House Hacking in Seattle

Successfully house hacking in a high cost of living market

Many investors' first foray into the real estate investing world is through house hacking. It's a logical first step to reduce your largest expense and is arguably one of the more immediately impactful investments you can make. I wouldn't be surprised if someone told me that house hacking is the most common entry point to real estate investing and FIRE. For those who live in a low or medium cost of living (COL) market, house hacking is straightforward. You purchase a 2+ unit, live in one unit, rent out the other unit(s), and completely cover your PITI. I consider this the "traditional" house hack. But what about high cost of living (HCOL) markets where the math doesn't quite pencil out?

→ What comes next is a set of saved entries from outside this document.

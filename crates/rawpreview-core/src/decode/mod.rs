//! Decoding primitives used by the native backend.
//!
//! This module provides functionality for:
//! - Decoding baked images (JPEG, PNG, TIFF, WebP) with EXIF orientation
//! - Extracting embedded JPEG previews from RAW containers (fast path)
//! - Developing RAW sensor data into a linear image (quality path)
//! - Resizing and post-decode tunables
//!
//! All operations are synchronous and allocate their outputs; none of them
//! know about thumbnail policy.

mod adjust;
mod baked;
mod preview;
mod raw;
mod resize;
mod types;

pub use adjust::{apply_exposure, orient_image, orient_linear, reduce_noise};
pub use baked::{decode_image, decode_image_linear, header_dimensions, read_orientation};
pub use preview::{extract_embedded_preview, extract_exif_thumbnail, raw_dimensions};
pub use raw::{develop_raw, sensor_dimensions};
pub use resize::{resize, resize_to_fit, scale_linear};
pub use types::{DecodeError, DecodedImage, FilterType, LinearImage};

House hacking in a HCOL market - V1

When we lived in San Diego, Kat bought a condo and house hacked by renting out the other 2 bedrooms. We had roommates, shared common areas and even then, still paid some housing costs. This was a common setup at UCSD and other colleges in expensive neighborhoods: Students would routinely post on Facebook looking for roommates to share bedrooms, living rooms, and even walk-in closets. But it's not just budget-conscious college students doing this. On the BiggerPockets forums, you'll often read about how people rent out all sorts of makeshift living spaces to reduce their housing expense. It seemed like the key to house hacking in a HCOL market was to sacrifice some amount of personal space and comfort.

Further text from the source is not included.